Alpha is highly rationalized, and though to some people the label of ‚McDonaldization‘ is a bad thing, ab by-word for oppressive structures, narrow-mindedness and personal exploitation, Nicky Gumbel repeatedly cites the business model associated with this label as a way of justifying the imposition of a rigid form of control that insists that Alpha must conform to a particular scheme wherever it is delivered, regardless of the local cultural context. … In spite of the fact that discussion and questioning appears to be encouraged, the reality is that Nicky Gumbel always ha the right answer.
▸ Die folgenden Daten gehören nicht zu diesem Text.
use std::{
    collections::HashMap,
    path::{Path, PathBuf},
};

use anyhow::{anyhow, Context, Result};
use hocon::{Hocon, HoconLoader};

/// Reads options from a HOCON file.
///
/// Keys are looked up in the environment first (upper-cased), then in the configured scope of the
/// file, then at the root of the file.
#[derive(Debug)]
pub struct ConfigLoader {
    hocon: Hocon,
    env: HashMap<String, String>,
    scope: String,
    base_dir: PathBuf,
}

impl ConfigLoader {
    pub fn new(path: impl AsRef<Path>, scope: String) -> Result<Self> {
        let path = path.as_ref();
        if !path.is_file() {
            return Err(anyhow!("The config file {:?} was not found", path));
        }

        let env = std::env::vars().collect::<HashMap<_, _>>();

        let hocon = HoconLoader::new()
            .load_file(path)
            .with_context(|| format!("Failed to find or load config file at: {:?}", path))?
            .hocon()
            .with_context(|| format!("Failed to parse config file at: {:?}", path))?;

        let base_dir = path
            .parent()
            .map(Path::to_path_buf)
            .unwrap_or_default();

        Ok(Self {
            hocon,
            env,
            scope,
            base_dir,
        })
    }

    pub fn get(&self, name: &str) -> Option<Value> {
        if let Some(value) = self.env.get(&name.to_uppercase()) {
            return Some(Value::String(value.clone()));
        }

        let scope = &self.hocon[self.scope.as_str()];
        if matches!(scope, Hocon::Hash(_)) {
            if let Some(value) = Self::map_hocon(scope, name) {
                return Some(value);
            }
        }

        Self::map_hocon(&self.hocon, name)
    }

    /// A path option resolved against the directory containing the config file.
    pub fn get_optional_relative_path(&self, name: &str) -> Option<PathBuf> {
        self.get(name)
            .and_then(|v| v.as_string())
            .filter(|v| !v.is_empty())
            .map(|v| self.base_dir.join(v))
    }

    pub fn load<T: Config>(&self) -> Result<T> {
        let res = T::load(self)?;
        Ok(res)
    }

    fn map_hocon(hocon: &Hocon, name: &str) -> Option<Value> {
        match &hocon[name] {
            Hocon::Real(f64) => Some(Value::Float(*f64 as f32)),
            Hocon::Integer(i64) => Some(Value::Integer(*i64)),
            Hocon::String(string) => Some(Value::String(string.clone())),
            Hocon::Boolean(bool) => Some(Value::Boolean(*bool)),
            _ => None,
        }
    }
}

#[derive(Debug, Clone, PartialEq)]
pub enum Value {
    String(String),
    Integer(i64),
    Float(f32),
    Boolean(bool),
}

impl Value {
    pub fn as_bool(&self) -> Option<bool> {
        match self {
            Value::Boolean(val) => Some(*val),
            Value::String(val) => Hocon::String(val.clone()).as_bool(),
            _ => None,
        }
    }

    pub fn as_usize(&self) -> Option<usize> {
        match self {
            Value::Integer(val) => usize::try_from(*val).ok(),
            Value::String(val) => val.parse::<usize>().ok(),
            _ => None,
        }
    }

    pub fn as_f32(&self) -> Option<f32> {
        match self {
            Value::Float(val) => Some(*val),
            Value::Integer(val) => Some(*val as f32),
            Value::String(val) => val.parse::<f32>().ok(),
            _ => None,
        }
    }

    pub fn as_string(&self) -> Option<String> {
        match self {
            Value::String(val) => Some(val.clone()),
            Value::Boolean(true) => Some("true".to_string()),
            Value::Boolean(false) => Some("false".to_string()),
            Value::Float(val) => Some(val.to_string()),
            Value::Integer(val) => Some(val.to_string()),
        }
    }
}

pub trait Config {
    fn load(config: &ConfigLoader) -> Result<Self>
    where
        Self: Sized;
}
mod adapter;
mod cache;
#[cfg(test)]
mod counting_game;
mod edge;
mod error;
#[cfg(test)]
mod mcts_tests;
mod node;
pub mod node_details;
mod search_tree;

pub use adapter::*;
pub use cache::*;
pub use edge::*;
pub use error::*;
pub use node::*;
pub use node_details::*;
pub use search_tree::*;
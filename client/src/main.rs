mod cli;

use anyhow::Result;
use arena::GreedyArbiter;
use clap::Parser;
use cli::{Cli, Commands};
use common::{ConfigLoader, FsExt};
use dotenv::dotenv;
use env_logger::Env;
use log::info;
use model::Checkpoint;
use othello::{Engine, LinearModel};
use self_learn::{LogReporter, SelfLearn, SelfLearnOptions};

fn main() -> Result<()> {
    dotenv().ok();
    env_logger::Builder::from_env(Env::default().default_filter_or("info")).init();

    let cli = Cli::parse();

    match &cli.command {
        Commands::Learn(learn_args) => {
            let config_path = learn_args.config.relative_to_cwd()?;
            let config = ConfigLoader::new(config_path, "self_learn".to_string())?;

            let options: SelfLearnOptions = config.load()?;
            options.validate()?;

            info!("{:?}", options);

            let engine = Engine::new(options.board_size)?;
            let mut model = LinearModel::new(options.board_size);

            if let Some(weights_path) = &options.weights_path {
                model.load_checkpoint(weights_path)?;
            }

            let arbiter = GreedyArbiter::new(&engine);
            let (_, reports) = SelfLearn::new(&engine, &options).learn(
                model,
                &arbiter,
                &mut LogReporter,
            )?;

            let promotions = reports.iter().filter(|r| r.promoted).count();
            info!(
                "Training complete. Promotions: {}/{}, Best model: {:?}, Last trained: {:?}",
                promotions,
                reports.len(),
                options.best_checkpoint_path(),
                options.checkpoint_path
            );
        }
    }

    Ok(())
}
Alpha tries to address this criticism though its informal style, the emphasis on meals, time spent in groups, and going away for weekends. … To use a communal model effectively, we need to trust the process, and Alpha (at least in its official formulations) fails to to this because all the outcomes need to be tidy.

Ich weiß nicht, ob etwa Graham Tomlin auf Dranes Bedenken irgendwo geantwortet hat. An anderer Stelle (vgl. z.B. den Godpod des St. Paul’s Theological Centre, wo auch Jane Williams – die Frau von Rowan Williams – mitwirkt) wird ja durchaus offen und mit weitem Horizont diskutiert. Vielleicht wirkt sich das irgendwann auch einmal auf andere Bereiche des HTB-Kosmos aus.
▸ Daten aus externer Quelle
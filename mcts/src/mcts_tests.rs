use super::counting_game::{Add, CountingAnalyzer, CountingGameEngine};
use super::*;
use assert_approx_eq::assert_approx_eq;
use engine::GameEngine;
use rand::rngs::StdRng;
use rand::SeedableRng;

fn root_visits<G: GameAdapter>(tree: &SearchTree<G>, root: &G::State) -> usize {
    tree.node_edges(root)
        .map_or(0, |edges| edges.iter().map(|e| e.visits()).sum())
}

#[test]
fn test_visit_count_is_zero_before_search() {
    let engine = CountingGameEngine::new(10, 2);
    let analyzer = CountingAnalyzer::new(2, 0.0);
    let adapter = EngineAdapter::new(&engine, &analyzer);
    let tree = SearchTree::new(&adapter, 1.0);

    let root = CountingGameEngine::state(0);

    assert_eq!(tree.visit_count(&root, &Add(1)), 0);
    assert_eq!(tree.visit_count(&root, &Add(2)), 0);
    assert_eq!(tree.num_expanded(), 0);
}

#[test]
fn test_visit_counts_never_decrease() {
    let engine = CountingGameEngine::new(10, 2);
    let analyzer = CountingAnalyzer::new(2, 0.1);
    let adapter = EngineAdapter::new(&engine, &analyzer);
    let mut tree = SearchTree::new(&adapter, 1.0);

    let root = CountingGameEngine::state(0);
    let mut previous = (0, 0);

    for _ in 0..30 {
        tree.simulate(&root).unwrap();

        let current = (
            tree.visit_count(&root, &Add(1)),
            tree.visit_count(&root, &Add(2)),
        );
        assert!(current.0 >= previous.0);
        assert!(current.1 >= previous.1);
        previous = current;
    }
}

#[test]
fn test_each_simulation_adds_one_root_visit() {
    let engine = CountingGameEngine::new(10, 2);
    let analyzer = CountingAnalyzer::new(2, -0.2);
    let adapter = EngineAdapter::new(&engine, &analyzer);
    let mut tree = SearchTree::new(&adapter, 1.0);

    let root = CountingGameEngine::state(0);

    for k in 1..=25 {
        tree.simulate(&root).unwrap();
        assert_eq!(root_visits(&tree, &root), k);
    }
}

#[test]
fn test_values_alternate_sign_between_plies() {
    let engine = CountingGameEngine::new(2, 1);
    let analyzer = CountingAnalyzer::new(1, 0.5);
    let adapter = EngineAdapter::new(&engine, &analyzer);
    let mut tree = SearchTree::new(&adapter, 1.0);

    let root = CountingGameEngine::state(0);
    let child = CountingGameEngine::state(1);

    tree.simulate(&root).unwrap();
    tree.simulate(&root).unwrap();

    let root_edge = &tree.node_edges(&root).unwrap()[0];
    let child_edge = &tree.node_edges(&child).unwrap()[0];

    // Bringing the count to 2 wins, so the child's mover is winning and the root's mover losing.
    assert_approx_eq!(child_edge.value_total(), 1.0);
    assert_approx_eq!(root_edge.value_total(), -1.5);
    assert!(root_edge.avg_value() < 0.0);
    assert!(child_edge.avg_value() > 0.0);
}

#[test]
fn test_pass_keeps_value_sign() {
    let engine = CountingGameEngine::new(2, 1).with_pass_at(1);
    let analyzer = CountingAnalyzer::new(1, 0.5);
    let adapter = EngineAdapter::new(&engine, &analyzer);
    let mut tree = SearchTree::new(&adapter, 1.0);

    let root = CountingGameEngine::state(0);
    let child = CountingGameEngine::state(1);

    tree.simulate(&root).unwrap();
    tree.simulate(&root).unwrap();

    assert_approx_eq!(tree.node_edges(&child).unwrap()[0].value_total(), 1.0);
    assert_approx_eq!(tree.node_edges(&root).unwrap()[0].value_total(), 1.5);
}

#[test]
fn test_transposed_state_is_evaluated_once() {
    let engine = CountingGameEngine::new(10, 2);
    let analyzer = CountingAnalyzer::new(2, 0.0);
    let adapter = EngineAdapter::new(&engine, &analyzer);
    let mut tree = SearchTree::new(&adapter, 1.0);

    // Expands 1 and then 2 through 1 -> 2.
    tree.simulate(&CountingGameEngine::state(1)).unwrap();
    // Expands 0 and then 3 through 0 -> 1 -> 3.
    tree.simulate(&CountingGameEngine::state(0)).unwrap();
    // Reaches 2 through 0 -> 2 and 3 through 2 -> 3, then expands 4.
    tree.simulate(&CountingGameEngine::state(0)).unwrap();

    assert_eq!(tree.visit_count(&CountingGameEngine::state(0), &Add(2)), 1);
    assert_eq!(tree.visit_count(&CountingGameEngine::state(1), &Add(2)), 1);
    assert_eq!(tree.visit_count(&CountingGameEngine::state(2), &Add(1)), 1);
    assert_eq!(analyzer.calls(), 5);
    assert_eq!(tree.num_expanded(), 5);
    assert_eq!(tree.evaluator_calls(), 5);
}

#[test]
fn test_cache_carries_over_to_next_tree() {
    let engine = CountingGameEngine::new(6, 2);
    let analyzer = CountingAnalyzer::new(2, 0.0);
    let adapter = EngineAdapter::new(&engine, &analyzer);

    let root = CountingGameEngine::state(0);
    let mut tree = SearchTree::new(&adapter, 1.0);
    for _ in 0..20 {
        tree.simulate(&root).unwrap();
    }
    let calls = analyzer.calls();

    let mut next_tree = SearchTree::with_cache(&adapter, 1.0, tree.into_cache());
    next_tree.simulate(&root).unwrap();

    assert_eq!(analyzer.calls(), calls);
    assert_eq!(root_visits(&next_tree, &root), 1);
}

#[test]
fn test_evaluator_error_propagates() {
    let engine = CountingGameEngine::new(10, 2);
    let analyzer = CountingAnalyzer::failing(2);
    let adapter = EngineAdapter::new(&engine, &analyzer);
    let mut tree = SearchTree::new(&adapter, 1.0);

    let result = tree.simulate(&CountingGameEngine::state(0));

    assert_eq!(result.unwrap_err().to_string(), "Evaluator unavailable");
    assert_eq!(tree.num_expanded(), 0);
}

#[test]
fn test_zero_temperature_policy_is_one_hot() {
    let engine = CountingGameEngine::new(10, 3);
    let analyzer = CountingAnalyzer::new(3, 0.3);
    let adapter = EngineAdapter::new(&engine, &analyzer);
    let mut tree = SearchTree::new(&adapter, 1.0);

    let root = CountingGameEngine::state(0);
    for _ in 0..40 {
        tree.simulate(&root).unwrap();
    }

    let policy = tree.derive_policy(&root, 0.0).unwrap();

    assert_eq!(policy.len(), 3);
    assert_eq!(policy.iter().filter(|p| **p == 1.0).count(), 1);
    assert_eq!(policy.iter().filter(|p| **p == 0.0).count(), 2);

    let chosen = policy.iter().position(|p| *p == 1.0).unwrap();
    let chosen_visits = tree.visit_count(&root, &Add(chosen as u32 + 1));
    for step in 1..=3 {
        assert!(tree.visit_count(&root, &Add(step)) <= chosen_visits);
    }
}

#[test]
fn test_zero_temperature_breaks_ties_among_most_visited() {
    let engine = CountingGameEngine::new(10, 2);
    let analyzer = CountingAnalyzer::new(2, 0.0);
    let adapter = EngineAdapter::new(&engine, &analyzer);
    let mut tree = SearchTree::new(&adapter, 1.0);

    let root = CountingGameEngine::state(0);
    tree.simulate(&root).unwrap();
    tree.simulate(&root).unwrap();
    assert_eq!(tree.visit_count(&root, &Add(1)), 1);
    assert_eq!(tree.visit_count(&root, &Add(2)), 1);

    let mut rng = StdRng::seed_from_u64(7);
    let mut chosen = [0; 2];
    for _ in 0..64 {
        let policy = tree.derive_policy_with_rng(&root, 0.0, &mut rng).unwrap();
        chosen[policy.iter().position(|p| *p == 1.0).unwrap()] += 1;
    }

    assert!(chosen[0] > 0);
    assert!(chosen[1] > 0);
}

#[test]
fn test_positive_temperature_policy_sums_to_one() {
    let engine = CountingGameEngine::new(10, 3);
    let analyzer = CountingAnalyzer::new(3, 0.3);
    let adapter = EngineAdapter::new(&engine, &analyzer);
    let mut tree = SearchTree::new(&adapter, 1.0);

    let root = CountingGameEngine::state(0);
    for _ in 0..40 {
        tree.simulate(&root).unwrap();
    }

    for temperature in [0.1, 0.5, 1.0, 2.0] {
        let policy = tree.derive_policy(&root, temperature).unwrap();
        assert_approx_eq!(policy.iter().sum::<f32>(), 1.0, 1e-5);
    }

    let policy = tree.derive_policy(&root, 1.0).unwrap();
    for step in 1..=3 {
        let expected = tree.visit_count(&root, &Add(step)) as f32 / 40.0;
        assert_approx_eq!(policy[step as usize - 1], expected, 1e-5);
    }
}

#[test]
fn test_policy_only_covers_legal_actions() {
    // Only Add(1) is legal in a one step game, the action space is one wide.
    let engine = CountingGameEngine::new(5, 1);
    let analyzer = CountingAnalyzer::new(1, 0.0);
    let adapter = EngineAdapter::new(&engine, &analyzer);
    let mut tree = SearchTree::new(&adapter, 1.0);

    let root = CountingGameEngine::state(0);
    tree.simulate(&root).unwrap();

    assert_eq!(tree.derive_policy(&root, 1.0).unwrap(), vec![1.0]);
}

#[test]
fn test_policy_of_terminal_state_fails() {
    let engine = CountingGameEngine::new(3, 2);
    let analyzer = CountingAnalyzer::new(2, 0.0);
    let adapter = EngineAdapter::new(&engine, &analyzer);
    let mut tree = SearchTree::new(&adapter, 1.0);

    let terminal = CountingGameEngine::state(3);
    tree.simulate(&terminal).unwrap();

    let error = tree.derive_policy(&terminal, 1.0).unwrap_err();

    assert_eq!(
        error.downcast_ref::<SearchError>(),
        Some(&SearchError::TerminalState)
    );
    assert_eq!(analyzer.calls(), 0);
}

#[test]
fn test_policy_before_search_fails() {
    let engine = CountingGameEngine::new(10, 2);
    let analyzer = CountingAnalyzer::new(2, 0.0);
    let adapter = EngineAdapter::new(&engine, &analyzer);
    let tree = SearchTree::new(&adapter, 1.0);

    let error = tree
        .derive_policy(&CountingGameEngine::state(0), 0.0)
        .unwrap_err();

    assert_eq!(
        error.downcast_ref::<SearchError>(),
        Some(&SearchError::NoVisits)
    );
}

#[test]
fn test_negative_temperature_is_rejected() {
    let engine = CountingGameEngine::new(10, 2);
    let analyzer = CountingAnalyzer::new(2, 0.0);
    let adapter = EngineAdapter::new(&engine, &analyzer);
    let mut tree = SearchTree::new(&adapter, 1.0);

    let root = CountingGameEngine::state(0);
    tree.simulate(&root).unwrap();

    let error = tree.derive_policy(&root, -1.0).unwrap_err();

    assert_eq!(
        error.downcast_ref::<SearchError>(),
        Some(&SearchError::InvalidTemperature(-1.0))
    );
}

#[test]
fn test_node_details_lists_best_first() {
    let engine = CountingGameEngine::new(10, 2);
    let analyzer = CountingAnalyzer::new(2, 0.0);
    let adapter = EngineAdapter::new(&engine, &analyzer);
    let mut tree = SearchTree::new(&adapter, 1.0);

    let root = CountingGameEngine::state(0);
    assert!(tree.node_details(&root).is_none());

    for _ in 0..10 {
        tree.simulate(&root).unwrap();
    }

    let details = tree.node_details(&root).unwrap();

    assert_eq!(details.visits, 11);
    assert_eq!(details.children.len(), 2);
    assert!(details.children[0].1.PUCT >= details.children[1].1.PUCT);
}

#[test]
fn test_illegal_action_is_an_engine_error() {
    let engine = CountingGameEngine::new(10, 2);

    let error = engine
        .take_action(&CountingGameEngine::state(0), &Add(3))
        .unwrap_err();

    assert!(matches!(
        error.downcast_ref::<engine::EngineError>(),
        Some(engine::EngineError::IllegalAction(_))
    ));
}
Mir geht es mit diesem Zitat nur darum zu zeigen, dass eben immer wieder dieselben Punkte hinterfragt werden. Und aus eigener Erfahrung kann ich sagen, dass solche Kritik organisationsintern auf den internationalen Alpha-Treffen, an denen ich teilgenommen habe, nirgendwo diskutiert wurde. Man breitet einfach den Mantel des Schweigens darüber – vielleicht auch nur aus Hilflosigkeit. Aber manchmal ist keine Antwort für das Gegenüber eben auch eine Antwort. Im Alpha-Kurs, das habe ich gleich zu Beginn gelernt und seither auch immer beherzigt, sind alle Fragen erlaubt. Meine Hoffnung ist, dass die Organisation, die daraus entstanden ist, das auch eines Tages noch lernt.

Mehr als das Hochglanz-Marketing, schreibt John Drane am Ende des oben zitierten Artikels, ist vielleicht ja die ehrliche Verletzlichkeit derer, die im Alpha-Kurs mitarbeiten, das Geheimnis seines offensichtlichen Erfolges.